Ya
no reconozco a nadie (ni siquiera me conozco a mí mismo), y esto hace que esté
más perdido que nunca. Vivía feliz (o casi) en un sueño que ya duraba varios
años: todo el tiempo eran noches o días, o mejor dicho ni noches ni días, sino
sólo tiempo, estar, permanecer. En uno de los sueños de estos días-noches es
cuando percibí su perfume (el perfume de la Dama del Lago). Sin saber que era ella, pregunté
a mi cabeza, pero no hubo respuesta. Pasé entonces a preguntar a mi corazón,
pero nada. Mis entrañas estaban ardiendo, y a ellas les pregunté. Pero no
contestaron palabras y se limitaron a arder. Consumiéndome estaba cuando volví
a percibir el perfume. Y un veneno se coló en mi copa de tal forma que morí
entonces, que muero ahora, que desde entonces muero. No pienso (no me lo
permito) que la luna llena podría haber obrado el milagro.

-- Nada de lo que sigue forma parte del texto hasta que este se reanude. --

impl ServerInstance {
    pub fn new(id: impl Into<String>, dir: PathBuf, docker: ContainerDriver) -> Arc<Self> {
        Arc::new(Self {
            id: id.into(),
            dir,
            docker,
            events: LiveEventBus::new(),
            state: Mutex::new(InstanceState::default()),
            lifecycle: Mutex::new(()),
        })
    }

    pub fn id(&self) -> &str {
        &self.id
    }

    pub fn dir(&self) -> &PathBuf {
        &self.dir
    }

    pub fn container_name(&self) -> String {
        format!("{CONTAINER_PREFIX}{}", self.id)
    }

    pub fn subscribe(&self) -> (LiveSubscription, mpsc::UnboundedReceiver<LiveEvent>) {
        self.events.subscribe()
    }

    pub fn emit(&self, category: EventCategory, message: impl Into<String>) {
        self.events.emit(category, message);
    }

    /// `(running, started_at)` snapshot of the in-memory fields, without
    /// consulting the runtime.
    pub async fn snapshot(&self) -> (bool, Option<i64>) {
        let state = self.state.lock().await;
        (state.running, state.started_at)
    }

    /// Adopt a container the runtime already holds (boot reconciliation).
    pub async fn adopt(self: &Arc<Self>, started_at: Option<i64>) {
        let _guard = self.lifecycle.lock().await;
        let name = self.container_name();
        let generation = {
            let mut state = self.state.lock().await;
            state.container = Some(name.clone());
            state.running = true;
            state.started_at = Some(started_at.unwrap_or_else(now_ms));
            state.generation += 1;
            state.generation
        };
        if let Err(err) = self.attach_stdio().await {
            tracing::warn!(server = %self.id, %err, "reattach after reconcile failed");
        }
        self.spawn_wait_watcher(generation);
    }

    pub async fn start(self: &Arc<Self>, data: &StartData) -> anyhow::Result<()> {
        let _guard = self.lifecycle.lock().await;
        self.do_start(data).await
    }

    pub async fn stop(self: &Arc<Self>, command: &str) {
        let _guard = self.lifecycle.lock().await;
        self.do_stop(command).await;
    }

    pub async fn restart(self: &Arc<Self>, data: &StartData) -> anyhow::Result<()> {
        let _guard = self.lifecycle.lock().await;
        self.do_stop(&data.core.stop_command).await;
        self.do_start(data).await
    }

    /// Ask the runtime to kill the container. Never raises; killing an
    /// already-stopped instance is a no-op.
    pub async fn kill(&self) {
        let name = self.container_name();
        if let Err(err) = self.docker.kill(&name).await {
            tracing::debug!(server = %self.id, %err, "kill was a no-op");
        }
    }

    /// Tear the instance down: best-effort kill, force-remove the
    /// container, clear all in-memory state and remove the sandbox
    /// directory. Deregistration is the registry's job.
    pub async fn delete(self: &Arc<Self>) -> anyhow::Result<()> {
        let _guard = self.lifecycle.lock().await;
        let name = self.container_name();

        self.kill().await;
        if let Err(err) = self.docker.remove(&name, true).await {
            tracing::debug!(server = %self.id, %err, "container removal was a no-op");
        }

        {
            let mut state = self.state.lock().await;
            state.container = None;
            state.running = false;
            state.started_at = None;
            state.stdin = None;
            state.generation += 1;
        }
        self.events.clear();

        match tokio::fs::remove_dir_all(&self.dir).await {
            Ok(()) => Ok(()),
            Err(err) if err.kind() == std::io::ErrorKind::NotFound => Ok(()),
            Err(err) => Err(err).with_context(|| {
                format!("remove server directory {}", self.dir.display())
            }),
        }
    }

    /// Write one command to the server's stdin. When the sink is missing or
    /// went stale, one reattach is attempted before failing.
    pub async fn send_command(&self, command: &str) -> anyhow::Result<()> {
        let mut line = command.to_string();
        if !line.ends_with('\n') {
            line.push('\n');
        }

        if self.try_write(line.as_bytes()).await.is_ok() {
            return Ok(());
        }

        self.attach_stdio()
            .await
            .context("stdin unavailable: reattach failed")?;
        self.try_write(line.as_bytes())
            .await
            .context("stdin unavailable")
    }

    /// Authoritative status: inspects the runtime and synchronizes the
    /// in-memory fields with what it reports. An inspect failure counts as
    /// stopped and drops the container handle.
    pub async fn status(&self) -> InstanceStatus {
        let name = self.container_name();
        match self.docker.inspect(&name).await {
            Ok(snap) => {
                let mut state = self.state.lock().await;
                state.container = Some(name);
                state.running = snap.running;
                if snap.running {
                    if state.started_at.is_none() {
                        state.started_at =
                            Some(parse_runtime_time(snap.started_at.as_deref()).unwrap_or_else(now_ms));
                    }
                    InstanceStatus::Running
                } else {
                    state.started_at = None;
                    InstanceStatus::Stopped
                }
            }
            Err(err) => {
                tracing::debug!(server = %self.id, %err, "inspect failed; treating as stopped");
                let mut state = self.state.lock().await;
                state.container = None;
                state.running = false;
                state.started_at = None;
                InstanceStatus::Stopped
            }
        }
    }

    /// One-shot resource snapshot.
    pub async fn usages(&self) -> anyhow::Result<UsageSnapshot> {
        let stats = self.docker.stats(&self.container_name()).await?;
        Ok(reduce_stats(&stats))
    }

    /// Start following container logs; lines are delivered in arrival
    /// order. The returned handle's cleanup is idempotent.
    pub fn stream_logs(&self, tail: u32, lines: mpsc::UnboundedSender<String>) -> LogStream {
        let stream = self.docker.logs(&self.container_name(), tail, true);
        log_stream::follow(stream, lines)
    }

    async fn do_start(self: &Arc<Self>, data: &StartData) -> anyhow::Result<()> {
        let name = self.container_name();
        let rendered = start_spec::render(data);

        // A pre-existing container (failed start, runtime leftovers) is
        // force-removed before anything else.
        if let Err(err) = self.docker.remove(&name, true).await {
            tracing::debug!(server = %self.id, %err, "no previous container to remove");
        }
        {
            let mut state = self.state.lock().await;
            state.container = None;
            state.running = false;
            state.started_at = None;
            state.stdin = None;
            state.generation += 1;
        }

        match self.create_and_run(data, &rendered, &name).await {
            Ok(()) => Ok(()),
            Err(err) => {
                self.events.emit(EventCategory::Error, err.to_string());
                if let Err(remove_err) = self.docker.remove(&name, true).await {
                    tracing::debug!(server = %self.id, %remove_err, "rollback removal was a no-op");
                }
                let mut state = self.state.lock().await;
                state.container = None;
                state.running = false;
                state.started_at = None;
                state.stdin = None;
                state.generation += 1;
                Err(err)
            }
        }
    }

    async fn create_and_run(
        self: &Arc<Self>,
        data: &StartData,
        rendered: &start_spec::RenderedStart,
        name: &str,
    ) -> anyhow::Result<()> {
        self.write_config_files(&rendered.config_files).await?;

        let events = &self.events;
        self.docker
            .pull(&data.image, |p| {
                let message = match &p.progress {
                    Some(progress) => format!("{} {} {}", p.reference, p.status, progress),
                    None => format!("{} {}", p.reference, p.status),
                };
                events.emit(EventCategory::Pull, message.trim().to_string());
            })
            .await?;

        let allocations = data.all_allocations();
        let spec = ContainerSpec {
            name,
            image: &data.image,
            command: &rendered.command,
            env: data.container_env(),
            memory_mib: data.memory,
            cpu: data.cpu,
            sandbox_dir: &self.dir,
            allocations: &allocations,
        };
        self.docker.create(&spec).await?;
        self.docker.start(name).await?;

        let generation = {
            let mut state = self.state.lock().await;
            state.container = Some(name.to_string());
            state.generation += 1;
            state.generation
        };

        let mut running = false;
        for _ in 0..START_POLL_ATTEMPTS {
            tokio::time::sleep(START_POLL_INTERVAL).await;
            if let Ok(snap) = self.docker.inspect(name).await
                && snap.running
            {
                running = true;
                break;
            }
        }

        if running {
            let mut state = self.state.lock().await;
            state.running = true;
            state.started_at = Some(now_ms());
            drop(state);
            self.events.emit(EventCategory::Status, MSG_RUNNING);
        } else {
            self.events.emit(EventCategory::Error, MSG_START_TIMEOUT);
        }

        // Attach failure after a successful start leaves the server running
        // without a command channel; commands then fail until a reattach
        // succeeds.
        if let Err(err) = self.attach_stdio().await {
            tracing::warn!(server = %self.id, %err, "stdio attach failed");
        }

        self.spawn_wait_watcher(generation);
        Ok(())
    }

    async fn do_stop(self: &Arc<Self>, command: &str) {
        self.events.emit(EventCategory::Status, MSG_STOPPING);

        if command.trim().is_empty() || self.send_command(command).await.is_err() {
            self.kill().await;
            return;
        }

        // The stop command went out; give the server a bounded window to
        // exit on its own before escalating.
        let name = self.container_name();
        for _ in 0..STOP_POLL_ATTEMPTS {
            tokio::time::sleep(STOP_POLL_INTERVAL).await;
            match self.docker.inspect(&name).await {
                Ok(snap) if snap.running => {}
                _ => return,
            }
        }
        self.kill().await;
    }

    async fn write_config_files(&self, files: &[(String, String)]) -> anyhow::Result<()> {
        for (file, contents) in files {
            let path = sandbox::resolve_in(&self.dir, file)
                .map_err(|e| anyhow::anyhow!("config template {file:?}: {e}"))?;
            if let Some(parent) = path.parent() {
                tokio::fs::create_dir_all(parent)
                    .await
                    .with_context(|| format!("create config directory for {file}"))?;
            }
            tokio::fs::write(&path, contents)
                .await
                .with_context(|| format!("write config template {file}"))?;
        }
        Ok(())
    }

    /// (Re)attach the container's stdio. The write half becomes the stdin
    /// sink; the read half is drained so the runtime never blocks on us.
    async fn attach_stdio(&self) -> anyhow::Result<()> {
        let name = self.container_name();
        let results = self.docker.attach(&name).await?;

        let mut output = results.output;
        tokio::spawn(async move {
            use futures_util::StreamExt;
            while let Some(item) = output.next().await {
                if item.is_err() {
                    break;
                }
            }
        });

        let mut state = self.state.lock().await;
        state.stdin = Some(results.input);
        Ok(())
    }

    async fn try_write(&self, bytes: &[u8]) -> anyhow::Result<()> {
        let mut state = self.state.lock().await;
        let Some(stdin) = state.stdin.as_mut() else {
            anyhow::bail!("no stdin attached for server {}", self.id);
        };
        let result = async {
            stdin.write_all(bytes).await?;
            stdin.flush().await
        }
        .await;
        if let Err(err) = result {
            state.stdin = None;
            return Err(err).context("write to container stdin");
        }
        Ok(())
    }

    fn spawn_wait_watcher(self: &Arc<Self>, generation: u64) {
        let instance = self.clone();
        tokio::spawn(async move {
            let name = instance.container_name();
            let _exit = instance.docker.wait(&name).await;

            let mut state = instance.state.lock().await;
            if state.generation != generation {
                return;
            }
            state.running = false;
            state.started_at = None;
            state.stdin = None;
            drop(state);
            instance.events.emit(EventCategory::Status, MSG_STOPPED);
        });
    }
}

O que los árboles
florecidos podrían habernos entregado su secreto. O que todas las otras mujeres
podrían haber consultado las entrañas del cordero sacrificado. O que lo lobos
podrían haber corrido más rápido para llegar a tiempo (más que el viento). Todo
eso ya no me lo permito. Pero invariablemente me retiene la Dama del Lago.
Estoy
en lenta agonía, consumiéndome sin consumirme, pecaminosa zarza ardiente,
herida incurable y siempre abierta, piel de serpiente que no logro despegarme.